Friday 14 October 2011

I'm tired.

It's getting really autumn-like here now, with snny weather and bouts of rain inbetween. Leaves are turning to yellow and red, the air has that smell of autumn, our car has its winter tires on... and I am really tired.

Some people get tired in spring. I seem to manage getting tired in both spring and autumn. Which explains why this blog post is rather late (I slept much longer than usual), and why it's not very substantial.

So instead of me writing proper and interesting stuff, here's a video where you can see the craziest harp player I know doing things that should be technically not possible to do on his harp...




Hint: watch his left hand...

3 comments:

Anonymous said...

I don't know the workings of the instrument at all, but is he... retuning so as to change key every half-stanza? Surely with an instrument with that many strings that isn't necessary, is it?

Iðunn said...

When the harpist starts playing a song he tunes the strings according to the key of the song. Just imagine all the strings correspond to the white keys of a piano. Changing the hooks is the same as when you play the black keys on the piano.

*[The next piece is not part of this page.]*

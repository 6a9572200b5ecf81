pub mod drag;
pub mod transform;

pub use drag::DragState;
pub use transform::{ViewportModel, ViewportState};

The harp is a celtic harp, they have hooks. Big harps have pedals for the half-tones. What he does is by no means crazy or 'whizardy', my daughter used to play like this when she was 10 or 12. Like everything else, it's just love for what you are doing and practice.

Love and peace
Iðunn

a stitch in time said...

Like Iðunn said, he's flipping little hooks back and forth, changing the string a half-tone down (or back up again). This is necessary to change from one key to another. The flipping of hooks is generally done between songs, to change to the key the specific song is in, but some music (like the theme of the Phantom of the Opera) has a lot of extra sharps and flats in the music, and those have to be played after flipping the hooks accordingly during play. And something like that, with lots of sharps and flats, is not necessarily the piece that a harpist might pick to play. It's not wizardry, no - but it's not the most common thing either.

The piece gains a lot of extra humour by the text, which is about chromatics and its evils - which is probably necessary to find it really funny, and crazy. One of the text bits, translated into English, is "I need more strings for this music - or maybe hooks, that might work too."